American Sugar brought a third party demand against Continental alleging that Continental had issued policies that provide coverage for the underlying claims. Furthermore, American Sugar alleged that Continental had been put on notice of the litigation in June 2006 and that Continental breached its policy provisions by failing to provide a defense. American Sugar sought past defense costs, a complete defense going forward, and penalties and attorney fees.

Without offering reasons, the trial court granted American Sugar’s request for a complete defense going forward, but denied its summary judgment motion in all other respects, including the request for past defense costs. The Fourth Circuit affirmed the trial court’s ruling holding that an insurer’s duty to defend is not subject to proration.

LAW AND ANALYSIS

At the outset, we must note that an insurer’s duty to defend is distinct from its duty to indemnify. Generally, an insurer’s obligation to defend suits filed against an insured is broader than its obligation to provide coverage for damage claims.

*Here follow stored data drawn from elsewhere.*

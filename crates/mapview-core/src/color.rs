use rand::Rng;
use serde::{Deserialize, Serialize};

/// An RGBA color, 8 bits per channel.
#[derive(Debug, Clone, Copy, PartialEq, Eq, Hash, Serialize, Deserialize)]
pub struct Color {
    pub r: u8,
    pub g: u8,
    pub b: u8,
    pub a: u8,
}

impl Default for Color {
    fn default() -> Self {
        Self::BLACK
    }
}

impl Color {
    pub const BLACK: Color = Color::rgb(0, 0, 0);
    pub const WHITE: Color = Color::rgb(255, 255, 255);
    pub const TRANSPARENT: Color = Color::rgba(0, 0, 0, 0);

    pub const fn rgb(r: u8, g: u8, b: u8) -> Self {
        Self { r, g, b, a: 255 }
    }

    pub const fn rgba(r: u8, g: u8, b: u8, a: u8) -> Self {
        Self { r, g, b, a }
    }

    pub fn with_alpha(mut self, a: u8) -> Self {
        self.a = a;
        self
    }

    pub fn to_f32_array(&self) -> [f32; 4] {
        [
            self.r as f32 / 255.0,
            self.g as f32 / 255.0,
            self.b as f32 / 255.0,
            self.a as f32 / 255.0,
        ]
    }

    /// Look up a palette color by name, case-insensitively.
    pub fn named(name: &str) -> Option<Self> {
        PALETTE
            .iter()
            .find(|(n, _)| n.eq_ignore_ascii_case(name))
            .map(|(_, c)| *c)
    }
}

/// Draw a color uniformly from [`PALETTE`].
pub fn random_color<R: Rng + ?Sized>(rng: &mut R) -> Color {
    PALETTE[rng.random_range(0..PALETTE.len())].1
}

/// Named web colors, AliceBlue through YellowGreen, used for randomized
/// symbols. Pure black, white, gray and transparent are left out so every
/// pick stands out against a neutral background.
pub const PALETTE: &[(&str, Color)] = &[
    ("AliceBlue", Color::rgb(240, 248, 255)),
    ("AntiqueWhite", Color::rgb(250, 235, 215)),
    ("Aqua", Color::rgb(0, 255, 255)),
    ("Aquamarine", Color::rgb(127, 255, 212)),
    ("Azure", Color::rgb(240, 255, 255)),
    ("Beige", Color::rgb(245, 245, 220)),
    ("Bisque", Color::rgb(255, 228, 196)),
    ("BlanchedAlmond", Color::rgb(255, 235, 205)),
    ("Blue", Color::rgb(0, 0, 255)),
    ("BlueViolet", Color::rgb(138, 43, 226)),
    ("Brown", Color::rgb(165, 42, 42)),
    ("BurlyWood", Color::rgb(222, 184, 135)),
    ("CadetBlue", Color::rgb(95, 158, 160)),
    ("Chartreuse", Color::rgb(127, 255, 0)),
    ("Chocolate", Color::rgb(210, 105, 30)),
    ("Coral", Color::rgb(255, 127, 80)),
    ("CornflowerBlue", Color::rgb(100, 149, 237)),
    ("Cornsilk", Color::rgb(255, 248, 220)),
    ("Crimson", Color::rgb(220, 20, 60)),
    ("Cyan", Color::rgb(0, 255, 255)),
    ("DarkBlue", Color::rgb(0, 0, 139)),
    ("DarkCyan", Color::rgb(0, 139, 139)),
    ("DarkGoldenrod", Color::rgb(184, 134, 11)),
    ("DarkGray", Color::rgb(169, 169, 169)),
    ("DarkGreen", Color::rgb(0, 100, 0)),
    ("DarkKhaki", Color::rgb(189, 183, 107)),
    ("DarkMagenta", Color::rgb(139, 0, 139)),
    ("DarkOliveGreen", Color::rgb(85, 107, 47)),
    ("DarkOrange", Color::rgb(255, 140, 0)),
    ("DarkOrchid", Color::rgb(153, 50, 204)),
    ("DarkRed", Color::rgb(139, 0, 0)),
    ("DarkSalmon", Color::rgb(233, 150, 122)),
    ("DarkSeaGreen", Color::rgb(143, 188, 139)),
    ("DarkSlateBlue", Color::rgb(72, 61, 139)),
    ("DarkSlateGray", Color::rgb(47, 79, 79)),
    ("DarkTurquoise", Color::rgb(0, 206, 209)),
    ("DarkViolet", Color::rgb(148, 0, 211)),
    ("DeepPink", Color::rgb(255, 20, 147)),
    ("DeepSkyBlue", Color::rgb(0, 191, 255)),
    ("DimGray", Color::rgb(105, 105, 105)),
    ("DodgerBlue", Color::rgb(30, 144, 255)),
    ("Firebrick", Color::rgb(178, 34, 34)),
    ("FloralWhite", Color::rgb(255, 250, 240)),
    ("ForestGreen", Color::rgb(34, 139, 34)),
    ("Fuchsia", Color::rgb(255, 0, 255)),
    ("Gainsboro", Color::rgb(220, 220, 220)),
    ("GhostWhite", Color::rgb(248, 248, 255)),
    ("Gold", Color::rgb(255, 215, 0)),
    ("Goldenrod", Color::rgb(218, 165, 32)),
    ("Green", Color::rgb(0, 128, 0)),
    ("GreenYellow", Color::rgb(173, 255, 47)),
    ("Honeydew", Color::rgb(240, 255, 240)),
    ("HotPink", Color::rgb(255, 105, 180)),
    ("IndianRed", Color::rgb(205, 92, 92)),
    ("Indigo", Color::rgb(75, 0, 130)),
    ("Ivory", Color::rgb(255, 255, 240)),
    ("Khaki", Color::rgb(240, 230, 140)),
    ("Lavender", Color::rgb(230, 230, 250)),
    ("LavenderBlush", Color::rgb(255, 240, 245)),
    ("LawnGreen", Color::rgb(124, 252, 0)),
    ("LemonChiffon", Color::rgb(255, 250, 205)),
    ("LightBlue", Color::rgb(173, 216, 230)),
    ("LightCoral", Color::rgb(240, 128, 128)),
    ("LightCyan", Color::rgb(224, 255, 255)),
    ("LightGoldenrodYellow", Color::rgb(250, 250, 210)),
    ("LightGray", Color::rgb(211, 211, 211)),
    ("LightGreen", Color::rgb(144, 238, 144)),
    ("LightPink", Color::rgb(255, 182, 193)),
    ("LightSalmon", Color::rgb(255, 160, 122)),
    ("LightSeaGreen", Color::rgb(32, 178, 170)),
    ("LightSkyBlue", Color::rgb(135, 206, 250)),
    ("LightSlateGray", Color::rgb(119, 136, 153)),
    ("LightSteelBlue", Color::rgb(176, 196, 222)),
    ("LightYellow", Color::rgb(255, 255, 224)),
    ("Lime", Color::rgb(0, 255, 0)),
    ("LimeGreen", Color::rgb(50, 205, 50)),
    ("Linen", Color::rgb(250, 240, 230)),
    ("Magenta", Color::rgb(255, 0, 255)),
    ("Maroon", Color::rgb(128, 0, 0)),
    ("MediumAquamarine", Color::rgb(102, 205, 170)),
    ("MediumBlue", Color::rgb(0, 0, 205)),
    ("MediumOrchid", Color::rgb(186, 85, 211)),
    ("MediumPurple", Color::rgb(147, 112, 219)),
    ("MediumSeaGreen", Color::rgb(60, 179, 113)),
    ("MediumSlateBlue", Color::rgb(123, 104, 238)),
    ("MediumSpringGreen", Color::rgb(0, 250, 154)),
    ("MediumTurquoise", Color::rgb(72, 209, 204)),
    ("MediumVioletRed", Color::rgb(199, 21, 133)),
    ("MidnightBlue", Color::rgb(25, 25, 112)),
    ("MintCream", Color::rgb(245, 255, 250)),
    ("MistyRose", Color::rgb(255, 228, 225)),
    ("Moccasin", Color::rgb(255, 228, 181)),
    ("NavajoWhite", Color::rgb(255, 222, 173)),
    ("Navy", Color::rgb(0, 0, 128)),
    ("OldLace", Color::rgb(253, 245, 230)),
    ("Olive", Color::rgb(128, 128, 0)),
    ("OliveDrab", Color::rgb(107, 142, 35)),
    ("Orange", Color::rgb(255, 165, 0)),
    ("OrangeRed", Color::rgb(255, 69, 0)),
    ("Orchid", Color::rgb(218, 112, 214)),
    ("PaleGoldenrod", Color::rgb(238, 232, 170)),
    ("PaleGreen", Color::rgb(152, 251, 152)),
    ("PaleTurquoise", Color::rgb(175, 238, 238)),
    ("PaleVioletRed", Color::rgb(219, 112, 147)),
    ("PapayaWhip", Color::rgb(255, 239, 213)),
    ("PeachPuff", Color::rgb(255, 218, 185)),
    ("Peru", Color::rgb(205, 133, 63)),
    ("Pink", Color::rgb(255, 192, 203)),
    ("Plum", Color::rgb(221, 160, 221)),
    ("PowderBlue", Color::rgb(176, 224, 230)),
    ("Purple", Color::rgb(128, 0, 128)),
    ("Red", Color::rgb(255, 0, 0)),
    ("RosyBrown", Color::rgb(188, 143, 143)),
    ("RoyalBlue", Color::rgb(65, 105, 225)),
    ("SaddleBrown", Color::rgb(139, 69, 19)),
    ("Salmon", Color::rgb(250, 128, 114)),
    ("SandyBrown", Color::rgb(244, 164, 96)),
    ("SeaGreen", Color::rgb(46, 139, 87)),
    ("SeaShell", Color::rgb(255, 245, 238)),
    ("Sienna", Color::rgb(160, 82, 45)),
    ("Silver", Color::rgb(192, 192, 192)),
    ("SkyBlue", Color::rgb(135, 206, 235)),
    ("SlateBlue", Color::rgb(106, 90, 205)),
    ("SlateGray", Color::rgb(112, 128, 144)),
    ("Snow", Color::rgb(255, 250, 250)),
    ("SpringGreen", Color::rgb(0, 255, 127)),
    ("SteelBlue", Color::rgb(70, 130, 180)),
    ("Tan", Color::rgb(210, 180, 140)),
    ("Teal", Color::rgb(0, 128, 128)),
    ("Thistle", Color::rgb(216, 191, 216)),
    ("Tomato", Color::rgb(255, 99, 71)),
    ("Turquoise", Color::rgb(64, 224, 208)),
    ("Violet", Color::rgb(238, 130, 238)),
    ("Wheat", Color::rgb(245, 222, 179)),
    ("WhiteSmoke", Color::rgb(245, 245, 245)),
    ("Yellow", Color::rgb(255, 255, 0)),
    ("YellowGreen", Color::rgb(154, 205, 50)),
];
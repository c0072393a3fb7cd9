//! # MapView Renderer
//!
//! The render pass for MapView: walks the visible layers of a
//! [`mapview_core::Map`] bottom to top, transforms each feature through the
//! viewport and lets the layer's symbol draw it.
//!
//! Two surfaces ship with the crate: [`CommandRecorder`], which captures
//! JSON-serializable draw commands for a frontend canvas, and
//! [`PixmapSurface`], which rasterizes with tiny-skia.

pub mod error;
pub mod pixmap;
pub mod render_data;
pub mod renderer;
pub mod settings;

pub use error::RenderError;
pub use pixmap::PixmapSurface;
pub use render_data::{CommandRecorder, DrawCommand, RenderFrame};
pub use renderer::{render, render_frame, render_pixmap, RenderStats};
pub use settings::RenderSettings;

The insurer’s duty to defend is determined by the allegations of the plaintiff’s petition, and the insurer is obligated to furnish a defense unless the petition unambiguously excludes coverage. If, assuming all allegations of the petition to be true, there would be both coverage under the policy and liability of the insured to the plaintiff, the insurer must defend regardless of the outcome of the suit. In short, the duty to defend arises whenever the pleadings against the insured disclose even a possibility of liability under the policy.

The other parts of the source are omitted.